With global state, you effectively give the software developers the ability to rip holes in the application’s metaphorical space-time. They don’t need to think through object graphs, interfaces, or anything else. They can simply reach into the ether and set a variable, and reach into it from somewhere else and read that variable. Neat trick, until people set it in 45 different places and read it in 332 others. Then, good luck reasoning about the variable’s value at any point in time and in any situation.
Applications with significant global state tend to exhibit specific symptoms of low software quality. They tend to encourage “defect whack-a-mole” wherein fixing one bug just creates another one. This happens because developers can only address production issues through trial and error, reasoning having gone out the window.
Source Control Commit Hot Spots
Go take a look through a codebase’s commit history. While there, look for something specific. Do you see clustering around certain files or modules as hot spots? You can easily quantify this and even plot a distribution graph of how frequently developers touch which files.
In codebases with a relatively even and low distribution, you tend to see good software quality as measured by outcome. This happens because these codebases abide by something known as the open/closed principle. This principle offers the wisdom that you should design source code elements to be closed for modification, but open for extension.

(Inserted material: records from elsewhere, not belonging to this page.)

impl RateState {
    /// Creates state at the configured initial values
    pub fn new(config: RateConfig, now: Instant) -> Self {
        let mut state = Self {
            target_workers: config.initial_workers,
            current_delay: config.initial_delay,
            window: VecDeque::with_capacity(config.window_size),
            config,
            level: RecoveryLevel::None,
            stats: RateStats {
                last_adjustment_reason: "Initial settings".to_string(),
                ..RateStats::default()
            },
            consecutive_successes: 0,
            consecutive_failures: 0,
            level_successes: 0,
            last_evaluation: None,
            last_forced: None,
            level_since: now,
            recovery_since: None,
        };
        state.clamp();
        state
    }

    pub fn target_workers(&self) -> usize {
        self.target_workers
    }

    pub fn delay(&self) -> Duration {
        Duration::from_secs_f64(self.current_delay)
    }

    pub fn recovery_level(&self) -> RecoveryLevel {
        self.level
    }

    pub fn in_recovery(&self) -> bool {
        self.level != RecoveryLevel::None
    }

    pub fn stats(&self) -> &RateStats {
        &self.stats
    }

    pub fn window_len(&self) -> usize {
        self.window.len()
    }

    pub fn settings(&self) -> RateSettings {
        RateSettings {
            target_workers: self.target_workers,
            delay: self.delay(),
            recovery_level: self.level,
            recovery_mode: self.in_recovery(),
        }
    }

    /// Whether a forced reduction happened less than `cooldown` ago
    pub fn in_cooldown(&self, now: Instant) -> bool {
        match self.last_forced {
            Some(at) => now.saturating_duration_since(at) < self.cooldown(),
            None => false,
        }
    }

    /// Registers one completed request
    ///
    /// A rate-limited outcome escalates severity and, outside the cooldown,
    /// reduces throughput before returning. Any other outcome may trigger a
    /// periodic evaluation if one is due.
    ///
    /// # Returns
    ///
    /// * `Some(Adjustment)` - The worker target or delay changed
    /// * `None` - Nothing changed
    pub fn register(&mut self, outcome: OutcomeSummary, now: Instant) -> Option<Adjustment> {
        self.stats.total_requests += 1;

        if outcome.success {
            self.stats.successful_requests += 1;
            self.consecutive_successes += 1;
            self.consecutive_failures = 0;
            self.level_successes += 1;
            self.maybe_relax(now);
        } else {
            self.consecutive_successes = 0;
            self.consecutive_failures += 1;
            self.level_successes = 0;

            if outcome.rate_limited {
                self.stats.rate_limited_requests += 1;
                self.set_level(self.level.escalate(), now);
            } else {
                match outcome.http_status {
                    Some(400..=499) => self.stats.client_errors += 1,
                    Some(500..=599) => {
                        self.stats.server_errors += 1;
                        if self.stats.server_errors > SERVER_ERROR_TOLERANCE && !self.in_recovery()
                        {
                            tracing::warn!(
                                "{} server errors so far, entering light recovery",
                                self.stats.server_errors
                            );
                            self.set_level(RecoveryLevel::Light, now);
                        }
                    }
                    _ => {}
                }
            }
        }

        self.window.push_back(outcome);
        while self.window.len() > self.config.window_size {
            self.window.pop_front();
        }

        if outcome.rate_limited {
            if self.in_cooldown(now) {
                tracing::debug!(
                    "Rate limit signal during cooldown, severity now {}",
                    self.level
                );
                return None;
            }
            let reason = format!(
                "Rate limiting detected (HTTP {})",
                outcome
                    .http_status
                    .map(|s| s.to_string())
                    .unwrap_or_else(|| "n/a".to_string())
            );
            return Some(self.force_reduction(reason, now));
        }

        if self.evaluation_due(now) {
            return self.evaluate(now);
        }

        None
    }

    /// Applies the reduction for the current severity and starts the cooldown
    pub fn force_reduction(&mut self, reason: String, now: Instant) -> Adjustment {
        let before = (self.target_workers, self.current_delay);
        let min = self.config.min_workers;

        match self.level {
            RecoveryLevel::Severe => {
                self.target_workers = min;
                self.current_delay *= 3.0;
            }
            RecoveryLevel::Moderate => {
                self.target_workers = (self.target_workers / 2).max(min);
                self.current_delay *= 2.0;
            }
            RecoveryLevel::Light | RecoveryLevel::None => {
                if self.level == RecoveryLevel::None {
                    self.set_level(RecoveryLevel::Light, now);
                }
                self.target_workers = self.target_workers.saturating_sub(1).max(min);
                self.current_delay *= 1.5;
            }
        }
        self.clamp();

        self.last_forced = Some(now);
        self.last_evaluation = Some(now);
        self.window.retain(|o| !o.rate_limited);

        tracing::warn!(
            "Forced {} reduction: workers {} -> {}, delay {:.2}s -> {:.2}s ({})",
            self.level,
            before.0,
            self.target_workers,
            before.1,
            self.current_delay,
            reason
        );

        self.record_adjustment(reason, true)
    }

    /// Whether a periodic evaluation should run now
    pub fn evaluation_due(&self, now: Instant) -> bool {
        if self.in_cooldown(now) {
            return false;
        }

        let needed = MIN_EVALUATION_SAMPLES.min(self.config.window_size);
        if self.window.len() < needed {
            return false;
        }

        match self.last_evaluation {
            Some(at) => now.saturating_duration_since(at) >= self.evaluation_interval(),
            None => true,
        }
    }

    /// Interval between periodic evaluations, shortened while recovering
    pub fn evaluation_interval(&self) -> Duration {
        let base = Duration::from_secs_f64(self.config.adjustment_interval);
        if !self.in_recovery() {
            return base;
        }
        let shortened = base / (self.level.rank() + 1);
        shortened.max(MIN_RECOVERY_INTERVAL.min(base))
    }

    /// Evaluates the window success rate and adjusts if warranted
    pub fn evaluate(&mut self, now: Instant) -> Option<Adjustment> {
        self.last_evaluation = Some(now);

        if self.window.is_empty() {
            return None;
        }

        let total = self.window.len();
        let successes = self.window.iter().filter(|o| o.success).count();
        let server_errors = self
            .window
            .iter()
            .filter(|o| {
                !o.success && !o.rate_limited && matches!(o.http_status, Some(500..=599))
            })
            .count();
        let success_rate = successes as f64 / total as f64;
        let before = (self.target_workers, self.current_delay);

        let reason = if server_errors as f64 / total as f64 > SERVER_ERROR_SHARE {
            self.target_workers = self.target_workers.saturating_sub(1);
            self.current_delay *= 1.3;
            if !self.in_recovery() {
                self.set_level(RecoveryLevel::Light, now);
            }
            format!("High server error rate ({}/{})", server_errors, total)
        } else {
            match self.level {
                RecoveryLevel::None => self.evaluate_normal(success_rate, now)?,
                RecoveryLevel::Light => {
                    if success_rate < 0.95 {
                        tracing::debug!(
                            "Holding during light recovery (success rate {:.1}%)",
                            success_rate * 100.0
                        );
                        return None;
                    }
                    self.ease(format!(
                        "Light recovery, success rate {:.1}%",
                        success_rate * 100.0
                    ))?
                }
                RecoveryLevel::Moderate | RecoveryLevel::Severe => {
                    self.ease_carefully(success_rate, now)?
                }
            }
        };

        self.clamp();
        if before == (self.target_workers, self.current_delay) {
            return None;
        }

        tracing::info!(
            "Rate adjustment: workers {} -> {}, delay {:.2}s -> {:.2}s ({})",
            before.0,
            self.target_workers,
            before.1,
            self.current_delay,
            reason
        );
        Some(self.record_adjustment(reason, false))
    }

    fn evaluate_normal(&mut self, success_rate: f64, now: Instant) -> Option<String> {
        let pct = success_rate * 100.0;

        if success_rate >= 0.95 {
            self.ease(format!("High success rate ({:.1}%)", pct))
        } else if success_rate >= 0.8 {
            None
        } else if success_rate >= 0.5 {
            if self.target_workers > self.config.min_workers + 1 {
                self.target_workers -= 1;
            } else {
                self.current_delay *= 1.2;
            }
            Some(format!("Moderate success rate ({:.1}%)", pct))
        } else {
            let cut = (self.target_workers + 2) / 3;
            self.target_workers = self.target_workers.saturating_sub(cut.max(1));
            self.current_delay *= 1.5;
            self.set_level(RecoveryLevel::Light, now);
            Some(format!("Low success rate ({:.1}%)", pct))
        }
    }

    /// Moderate/severe easing: one worker, else a 10% shorter delay, else
    /// a step down to light recovery
    fn ease_carefully(&mut self, success_rate: f64, now: Instant) -> Option<String> {
        let in_recovery = self
            .recovery_since
            .map(|since| now.saturating_duration_since(since))
            .unwrap_or_default();
        if success_rate < CAREFUL_RECOVERY_RATE
            || self.consecutive_successes < CAREFUL_RECOVERY_SUCCESSES
            || in_recovery <= CAREFUL_RECOVERY_TIME
        {
            tracing::debug!(
                "Holding restrictive parameters during {} recovery ({:.0}s)",
                self.level,
                in_recovery.as_secs_f64()
            );
            return None;
        }

        let secs = in_recovery.as_secs_f64();
        if self.target_workers < self.config.max_workers {
            self.target_workers += 1;
            Some(format!("Careful recovery after {:.0}s, one more worker", secs))
        } else if self.current_delay > self.config.min_delay * 2.0 {
            self.current_delay = (self.current_delay / 1.1).max(self.config.min_delay);
            Some(format!("Careful recovery after {:.0}s, shorter delay", secs))
        } else {
            let from = self.level;
            self.set_level(RecoveryLevel::Light, now);
            tracing::info!(
                "Stepping down from {} to light recovery after {:.0}s",
                from,
                secs
            );
            None
        }
    }

    /// One notch up: a worker if below the cap, otherwise a shorter delay
    fn ease(&mut self, reason: String) -> Option<String> {
        if self.target_workers < self.config.max_workers {
            self.target_workers += 1;
            Some(reason)
        } else if self.current_delay > self.config.min_delay {
            self.current_delay /= 1.2;
            Some(reason)
        } else {
            None
        }
    }

    fn maybe_relax(&mut self, now: Instant) {
        if !self.in_recovery() {
            return;
        }
        if self.level_successes < self.config.recovery_successes {
            return;
        }
        let dwell = Duration::from_secs_f64(self.config.recovery_dwell);
        if now.saturating_duration_since(self.level_since) < dwell {
            return;
        }

        let from = self.level;
        self.set_level(from.relax(), now);
        tracing::info!(
            "Recovery relaxed from {} to {} after sustained success",
            from,
            self.level
        );
    }

    fn set_level(&mut self, level: RecoveryLevel, now: Instant) {
        if level == self.level {
            return;
        }
        if level == RecoveryLevel::None {
            self.recovery_since = None;
        } else if self.level == RecoveryLevel::None {
            self.recovery_since = Some(now);
        }
        self.level = level;
        self.level_since = now;
        self.level_successes = 0;
    }

    fn record_adjustment(&mut self, reason: String, forced: bool) -> Adjustment {
        self.stats.adjustments_made += 1;
        self.stats.last_adjustment_reason = reason.clone();
        Adjustment {
            target_workers: self.target_workers,
            delay: self.delay(),
            reason,
            forced,
        }
    }

    fn cooldown(&self) -> Duration {
        Duration::from_secs_f64(self.config.cooldown)
    }

    fn clamp(&mut self) {
        self.target_workers = self
            .target_workers
            .clamp(self.config.min_workers, self.config.max_workers);
        self.current_delay = self
            .current_delay
            .clamp(self.config.min_delay, self.config.max_delay);
    }

    /// Serializable snapshot for checkpoints
    pub fn to_checkpoint(&self) -> RateControllerState {
        RateControllerState {
            target_workers: self.target_workers,
            current_delay: self.current_delay,
            recovery_level: self.level,
            recovery_mode: self.in_recovery(),
            window: self.window.iter().copied().collect(),
            stats: self.stats.clone(),
        }
    }

    /// Restores from a checkpoint, biased toward caution
    ///
    /// The delay is raised by 20% and one worker is removed, then both are
    /// clamped to the configured bounds. Cooldown and streak counters start
    /// fresh.
    pub fn restore(&mut self, saved: &RateControllerState, now: Instant) {
        self.target_workers = saved.target_workers.saturating_sub(1);
        self.current_delay = if saved.current_delay.is_finite() {
            saved.current_delay * 1.2
        } else {
            self.config.initial_delay
        };
        self.level = saved.recovery_level;
        self.level_since = now;
        self.recovery_since = (self.level != RecoveryLevel::None).then_some(now);
        self.stats = saved.stats.clone();

        self.window.clear();
        let skip = saved.window.len().saturating_sub(self.config.window_size);
        self.window.extend(saved.window.iter().skip(skip).copied());

        self.consecutive_successes = 0;
        self.consecutive_failures = 0;
        self.level_successes = 0;
        self.last_forced = None;
        self.last_evaluation = Some(now);
        self.clamp();

        tracing::info!(
            "Restored rate state: {} workers, {:.2}s delay, {} recovery",
            self.target_workers,
            self.current_delay,
            self.level
        );
    }
}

If that sounds curious to you, think of it this way. Modifying existing code represents a relatively violent operation on a codebase compared to adding new code. Modifying existing code runs the risk of breaking dependent code. Adding code carries no such risk. So the open/closed principle steers you toward adding frequently, but touching existing stuff as infrequently as possible.
Contrast this with a codebase that has commit hot spots. This means people modify the code in question a lot. Do enough assessments, and you’ll start to accurately perceive these hot spots as defect factories. Luckily, you can steer your way toward better situations by modifying the design to eliminate these hot spots.
Reasoning about Software Quality
I’ve offered a series of ways to gain empirical insight into your expected software quality. With all of these, you can easily quantify across entire codebases. You can then compare that quantification with other codebases and observe differences in outcomes that matter to the business. I submit that this beats scanning through source files and saying things like “this guy didn’t even know how to implement a hash code on his object!”
But I think you should take more away than a handful of application-wide metrics. You should take away a preference for statistical and empirical consideration. Figure out how to quantify trends you observe and form hypotheses about how they impact code quality. Then do your best to measure them in terms of outcomes with the application. We lack a laboratory and we lack non-proprietary data. But that doesn’t stop us from taking the lessons of the scientific method and applying them as best we can.